А в домах каждый день с нетерпением ждали почтальона. Все переживали за своих родителей, мужей, братьев, родственников. Увы, многие получили тогда похоронки…. В Ротковец, Кленово и Ковжу не вернулись с войны более семисот человек. Если посмотреть списки убитых, то можно видеть, что в некоторых семьях погибли и отцы, и сыновья - братья, практически был потерян весь род. Тяжелой ценой народ заплатил за Победу…

В пятнадцать лет, в 1945 году, в год Победы, я закончил семь классов. А в школу пошел с восьми лет, так тогда начинали учебу. Детей было много, у нас было три первых класса, в остальных младших параллельных по два –три класса. Около пятисот человек учились только в нашей школе. Кроме того, было несколько начальных школ в отдаленных деревнях: Кленове, Ковже и других.

Учился легко, окончил школу всего с тремя четверками. В тот период, когда арестовали дедушку, вся его семья перебралась жить к нам. Двое детей уже учились, а мы с Дусей вместе пошли в первый класс. По родству Дуся приходилась мне теткой, хотя мы были ровесниками и всегда жили как брат и сестра. Было смешно, когда мальчишки кричали мне: “Коля, там твою тетку обижают”. Я всегда защищал Дусю от обидчиков.

Огромное влияние оказал на меня Викентий Иванович Лавров, мой дальний дядя. У него были три ордена Боевого Красного Знамени, полученные за участие в гражданской войне, и Георгиевский крест, полученный на фронте перед революцией. Викентий Иванович участвовал в знаменитом героическом штурме Перекопа. Его портреты носили на демонстрациях в Днепропетровске студенты, где он преподавал военное дело в горном институте. По доносу, во время репрессий военных его сослали домой в Ротковец, а семья осталась на Украине.

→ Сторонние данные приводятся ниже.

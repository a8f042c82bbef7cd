//! Authorization decisions and the combination algebra.
//!
//! A [`Decision`] is the outcome of consulting the decision cache or the
//! remote policy decision point. Partial decisions collected from several
//! cache entries are folded together with [`Decision::combine`].
//!
//! # Example
//!
//! ```ignore
//! use esoe_core::Decision;
//!
//! let folded = [Decision::Permit, Decision::NotCached, Decision::Permit]
//!     .into_iter()
//!     .fold(Decision::Permit, Decision::combine);
//! assert_eq!(folded, Decision::NotCached);
//! ```

use serde::{Deserialize, Serialize};
use std::fmt;

// =============================================================================
// Decision
// =============================================================================

/// Outcome of an authorization check.
///
/// `NotCached` is internal to the enforcement side. It means the local cache
/// holds too little information and the decision point has to be asked.
#[derive(Debug, Clone, Copy, PartialEq, Eq, Hash, Serialize, Deserialize)]
#[serde(rename_all = "lowercase")]
pub enum Decision {
    /// Access is granted.
    Permit,
    /// Access is refused.
    Deny,
    /// No authoritative answer could be obtained.
    Error,
    /// The cache cannot answer; the decision point must be queried.
    #[serde(rename = "notcached")]
    NotCached,
}

impl Decision {
    /// Combine two partial decisions.
    ///
    /// `Error` dominates everything, `Deny` dominates `Permit` and
    /// `NotCached`, and `NotCached` is never upgraded to `Permit`.
    ///
    /// | lhs \ rhs | permit    | deny | notcached | error |
    /// |-----------|-----------|------|-----------|-------|
    /// | permit    | permit    | deny | notcached | error |
    /// | deny      | deny      | deny | deny      | error |
    /// | notcached | notcached | deny | notcached | error |
    /// | error     | error     | error| error     | error |
    #[must_use]
    pub fn combine(self, rhs: Decision) -> Decision {
        match (self, rhs) {
            (Decision::Error, _) | (_, Decision::Error) => Decision::Error,
            (Decision::Deny, _) | (_, Decision::Deny) => Decision::Deny,
            (Decision::NotCached, _) | (_, Decision::NotCached) => Decision::NotCached,
            (Decision::Permit, Decision::Permit) => Decision::Permit,
        }
    }

    /// Fold `rhs` into an accumulator that may still be empty.
    ///
    /// An empty accumulator acts as the identity element.
    #[must_use]
    pub fn accumulate(acc: Option<Decision>, rhs: Decision) -> Decision {
        match acc {
            Some(lhs) => lhs.combine(rhs),
            None => rhs,
        }
    }

    /// Returns true if no further combination can change this decision
    /// into something other than a refusal.
    #[must_use]
    pub fn is_terminal(&self) -> bool {
        matches!(self, Decision::Deny | Decision::Error)
    }

    /// Returns true if this is a permit decision.
    #[must_use]
    pub fn is_permit(&self) -> bool {
        matches!(self, Decision::Permit)
    }

    /// Returns true if this is a deny decision.
    #[must_use]
    pub fn is_deny(&self) -> bool {
        matches!(self, Decision::Deny)
    }

    /// Wire-style lowercase name.
    #[must_use]
    pub fn as_str(&self) -> &'static str {
        match self {
            Decision::Permit => "permit",
            Decision::Deny => "deny",
            Decision::Error => "error",
            Decision::NotCached => "notcached",
        }
    }
}

impl fmt::Display for Decision {
    fn fmt(&self, f: &mut fmt::Formatter<'_>) -> fmt::Result {
        f.write_str(self.as_str())
    }
}

// =============================================================================
// Default Decision
// =============================================================================

/// Decision applied when nothing more specific is known.
///
/// Used by the enforcement side when the group target map is empty or no
/// cached target covers a resource, and by the decision side when no policy
/// matches a request.
#[derive(Debug, Clone, Copy, Default, PartialEq, Eq, Serialize, Deserialize)]
#[serde(rename_all = "lowercase")]
pub enum DefaultDecision {
    /// Allow by default.
    Permit,
    /// Deny by default.
    #[default]
    Deny,
}

impl From<DefaultDecision> for Decision {
    fn from(value: DefaultDecision) -> Self {
        match value {
            DefaultDecision::Permit => Decision::Permit,
            DefaultDecision::Deny => Decision::Deny,
        }
    }
}

impl fmt::Display for DefaultDecision {
    fn fmt(&self, f: &mut fmt::Formatter<'_>) -> fmt::Result {
        Decision::from(*self).fmt(f)
    }
}

// =============================================================================
// Tests
// =============================================================================
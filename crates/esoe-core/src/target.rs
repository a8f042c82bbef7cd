//! Group targets: coarse resource patterns refined by authz target patterns.

use indexmap::IndexMap;
use serde::{Deserialize, Serialize};

/// Mapping from group target pattern to its ordered authz target patterns.
pub type GroupTargetMap = IndexMap<String, Vec<String>>;

/// A resource pattern plus the finer patterns that refine it.
///
/// Carried on the wire inside obligations and cache-clear extensions.
#[derive(Debug, Clone, PartialEq, Eq, Serialize, Deserialize)]
pub struct GroupTarget {
    /// The group target pattern.
    pub group_target_id: String,

    /// Authz target patterns, in order of first declaration.
    #[serde(default)]
    pub authz_targets: Vec<String>,
}

impl GroupTarget {
    /// Create a group target with no authz targets yet.
    #[must_use]
    pub fn new(group_target_id: impl Into<String>) -> Self {
        Self {
            group_target_id: group_target_id.into(),
            authz_targets: Vec::new(),
        }
    }

    /// Builder-style variant of [`GroupTarget::push_authz_target`].
    #[must_use]
    pub fn with_authz_targets<I, S>(mut self, targets: I) -> Self
    where
        I: IntoIterator<Item = S>,
        S: Into<String>,
    {
        for target in targets {
            self.push_authz_target(target);
        }
        self
    }

    /// Append an authz target unless it is already present.
    ///
    /// Returns true if the target was added.
    pub fn push_authz_target(&mut self, target: impl Into<String>) -> bool {
        let target = target.into();
        if self.authz_targets.contains(&target) {
            return false;
        }
        self.authz_targets.push(target);
        true
    }
}

/// Collect group targets into a [`GroupTargetMap`].
///
/// Fragments sharing a group target id are merged, keeping authz targets
/// unique and in order of first occurrence.
#[must_use]
pub fn group_target_map<I>(targets: I) -> GroupTargetMap
where
    I: IntoIterator<Item = GroupTarget>,
{
    let mut map = GroupTargetMap::new();
    for target in targets {
        let entry = map.entry(target.group_target_id).or_default();
        for authz in target.authz_targets {
            if !entry.contains(&authz) {
                entry.push(authz);
            }
        }
    }
    map
}
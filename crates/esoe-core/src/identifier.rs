//! Protocol identifier generation.

use uuid::Uuid;

/// Generate a unique identifier usable as a SAML `ID` attribute.
///
/// The value starts with an underscore so that it is always a valid XML
/// `NCName`.
#[must_use]
pub fn generate_id() -> String {
    format!("_{}", Uuid::new_v4().simple())
}

#[cfg(test)]
mod tests {
    use super::*;

    #[test]
    fn test_generated_ids_are_unique_ncnames() {
        let a = generate_id();
        let b = generate_id();
        assert_ne!(a, b);
        assert!(a.starts_with('_'));
        assert_eq!(a.len(), 33);
    }
}
//! Identity provider session lookup.

use async_trait::async_trait;
use std::collections::HashMap;

use crate::error::SessionError;

/// Attribute name to values, as released for a principal.
pub type PrincipalAttributes = HashMap<String, Vec<String>>;

/// An authenticated principal known to the identity provider.
#[derive(Debug, Clone, Default, PartialEq, Eq)]
pub struct Principal {
    /// SAML session identifier the enforcement point knows the principal by.
    pub session_id: String,
    /// Authenticated principal name, if released.
    pub principal_name: Option<String>,
    /// Principal attributes used by rule conditions.
    pub attributes: PrincipalAttributes,
}

impl Principal {
    #[must_use]
    pub fn new(session_id: impl Into<String>) -> Self {
        Self {
            session_id: session_id.into(),
            ..Default::default()
        }
    }

    /// Add an attribute value.
    #[must_use]
    pub fn with_attribute(mut self, name: impl Into<String>, value: impl Into<String>) -> Self {
        self.attributes
            .entry(name.into())
            .or_default()
            .push(value.into());
        self
    }
}

/// Session store of the identity provider.
#[async_trait]
pub trait SessionQuery: Send + Sync {
    /// Resolve a SAML session identifier to its principal.
    ///
    /// Returns `Ok(None)` when no such session exists.
    async fn query_saml_session(&self, session_id: &str) -> Result<Option<Principal>, SessionError>;
}
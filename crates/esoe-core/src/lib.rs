//! # esoe-core
//!
//! Building blocks shared by the ESOE enforcement and decision points.
//!
//! ## Modules
//!
//! - [`decision`] - Decisions and the combination algebra
//! - [`pattern`] - Precompiled resource and action patterns
//! - [`target`] - Group targets and group target maps
//! - [`protocol`] - SAML/LXACML wire model
//! - [`codec`] - Signed document codec seam
//! - [`transport`] - Web-service transport seam and HTTP client
//! - [`validation`] - Request header validation
//! - [`identifier`] - Protocol identifier generation
//! - [`config`] - Configuration types and loading
//! - [`observability`] - Tracing setup
//! - [`error`] - Codec, transport and validation errors

pub mod codec;
pub mod config;
pub mod decision;
pub mod error;
pub mod identifier;
pub mod observability;
pub mod pattern;
pub mod protocol;
pub mod target;
pub mod transport;
pub mod validation;

pub use codec::{DocumentCodec, JsonDocumentCodec};
pub use config::{
    ConfigError, EsoeConfig, LoggingConfig, ObligationConfig, PdpConfig, ProtocolConfig,
    SpepConfig, load_config,
};
pub use decision::{Decision, DefaultDecision};
pub use error::{CodecError, TransportError, ValidationError};
pub use identifier::generate_id;
pub use observability::{AUTHZ_TARGET, init_tracing};
pub use pattern::{TargetPattern, action_matches};
pub use protocol::ProtocolDocument;
pub use target::{GroupTarget, GroupTargetMap, group_target_map};
pub use transport::{HttpTransport, Transport};
pub use validation::RequestValidator;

Дядя много рассказывал про гражданскую войну. А когда началась Великая Отечественная, именно он, имевший в то время единственный в деревне радиоприемник, сообщал односельчанам сведения с фронтов. Более того, у него дома была карта, на которой он отмечал ход военных действий. Я с этой карты “снимал” копию военной обстановки и приносил в школу. Мы на аналогичной школьной карте периодически переставляли флажки, изображавшие линию фронта. Данные о продвижении наших войск я получал от своего дяди. (Кстати, учились мы как раз в том здании, где сейчас базируется геобиосферный стационар Академии наук). Наша школа располагалась в здании, которое изначально строилось под церковь. Службы до революции в ней не проводились – была другая церковь рядом. Школьный холл был на месте церковного алтаря, там и висела наша военная карта.

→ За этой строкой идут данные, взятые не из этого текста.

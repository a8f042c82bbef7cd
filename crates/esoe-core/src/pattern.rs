//! Target pattern matching.
//!
//! Resource and action patterns are either literal strings or regular
//! expressions. A pattern matches a value when the two are equal, or when
//! the pattern, read as a regex, matches the *whole* value.
//!
//! Patterns are compiled once on construction and the compiled form is kept
//! next to the source string, so matching never recompiles.
//!
//! # Example
//!
//! ```ignore
//! use esoe_core::TargetPattern;
//!
//! let pattern = TargetPattern::new("/admin/.*");
//! assert!(pattern.matches("/admin/index.html"));
//! assert!(!pattern.matches("/public/admin/index.html"));
//! ```

use regex::Regex;
use std::fmt;
use std::hash::{Hash, Hasher};

/// A precompiled resource or action pattern.
#[derive(Debug, Clone)]
pub struct TargetPattern {
    source: String,
    regex: Option<Regex>,
}

impl TargetPattern {
    /// Compile a pattern.
    ///
    /// A source that is not a valid regular expression is kept and only
    /// matches by literal equality.
    #[must_use]
    pub fn new(source: impl Into<String>) -> Self {
        let source = source.into();
        let regex = match Regex::new(&format!("^(?:{source})$")) {
            Ok(re) => Some(re),
            Err(e) => {
                tracing::warn!(
                    pattern = %source,
                    error = %e,
                    "Target pattern is not a valid regex, matching literally"
                );
                None
            }
        };

        Self { source, regex }
    }

    /// The pattern as it was declared.
    #[must_use]
    pub fn as_str(&self) -> &str {
        &self.source
    }

    /// Whether the source compiled as a regular expression.
    #[must_use]
    pub fn is_regex(&self) -> bool {
        self.regex.is_some()
    }

    /// Test a value against this pattern.
    #[must_use]
    pub fn matches(&self, value: &str) -> bool {
        if self.source == value {
            return true;
        }

        self.regex.as_ref().is_some_and(|re| re.is_match(value))
    }
}

impl PartialEq for TargetPattern {
    fn eq(&self, other: &Self) -> bool {
        self.source == other.source
    }
}

impl Eq for TargetPattern {}

impl Hash for TargetPattern {
    fn hash<H: Hasher>(&self, state: &mut H) {
        self.source.hash(state);
    }
}

impl fmt::Display for TargetPattern {
    fn fmt(&self, f: &mut fmt::Formatter<'_>) -> fmt::Result {
        f.write_str(&self.source)
    }
}

impl From<&str> for TargetPattern {
    fn from(value: &str) -> Self {
        Self::new(value)
    }
}

/// Match a requested action against an optional action pattern.
///
/// An absent pattern only matches an absent action, and an absent action is
/// only matched by an absent pattern.
#[must_use]
pub fn action_matches(pattern: Option<&TargetPattern>, action: Option<&str>) -> bool {
    match (pattern, action) {
        (None, None) => true,
        (Some(pattern), Some(action)) => pattern.matches(action),
        _ => false,
    }
}

// =============================================================================
// Tests
// =============================================================================
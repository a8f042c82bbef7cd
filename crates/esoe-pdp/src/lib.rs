//! # esoe-pdp
//!
//! Policy decision point for the ESOE authorization engine.
//!
//! ## Modules
//!
//! - [`assembly`] - Answers authorization queries with signed decisions
//! - [`engine`] - Policy evaluation and the condition seam
//! - [`policy`] - Policy model and compiled policies
//! - [`extractor`] - Target and group target extraction
//! - [`policy_cache`] - Per-entity policy snapshots
//! - [`refresh`] - Policy source polling and cache rebuilds
//! - [`broadcast`] - Cache clear notifications to enforcement points
//! - [`monitor`] - Retry of undelivered notifications
//! - [`failures`] - Undelivered notification store
//! - [`metadata`] - Enforcement point endpoint lookup
//! - [`sessions`] - Principal session lookup seam
//! - [`error`] - Decision point errors

pub mod assembly;
pub mod broadcast;
pub mod engine;
pub mod error;
pub mod extractor;
pub mod failures;
pub mod metadata;
pub mod monitor;
pub mod policy;
pub mod policy_cache;
pub mod refresh;
pub mod sessions;

pub use assembly::{AssemblyStats, AuthorizationProcessor, AuthzEvaluation};
pub use broadcast::{BroadcastStats, CacheClearBroadcaster};
pub use engine::{ConditionEvaluator, DecisionPoint, EngineOutcome, EvaluationRequest, PolicyEngine};
pub use error::{
    ConditionError, MetadataError, PdpError, PolicySourceError, RejectionReason, RequestRejected,
    SessionError,
};
pub use failures::{FailedCacheUpdate, FailureRepository};
pub use metadata::{SpepMetadata, StaticMetadata};
pub use monitor::{CacheUpdateFailureMonitor, FlushReport, MonitorStats};
pub use policy::{CompiledPolicy, Policy, Rule, Target};
pub use policy_cache::{PolicyCache, PolicySet};
pub use refresh::{PolicyCacheProcessor, PolicyChange, PolicyRecord, PolicySource, RefreshStats};
pub use sessions::{Principal, PrincipalAttributes, SessionQuery};

/// Type alias for decision point results.
pub type PdpResult<T> = Result<T, PdpError>;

Викентий Иванович Лавров очень хотел, чтобы я лучше знал школьные предметы, и особенно географию. Он привез с собой много книг, и я с удовольствием пользовался его библиотекой. Очень пристрастился к чтению и много читал. Особенно любил Джека Лондона, Майн Рида, очерки о путешествиях и путешественниках. Но, конечно, не думал, не гадал, что стану геологом. У меня никогда и мысли не было о геологии. И уж тем более я не предполагал, что стану ученым-ядерщиком, займусь новой наукой.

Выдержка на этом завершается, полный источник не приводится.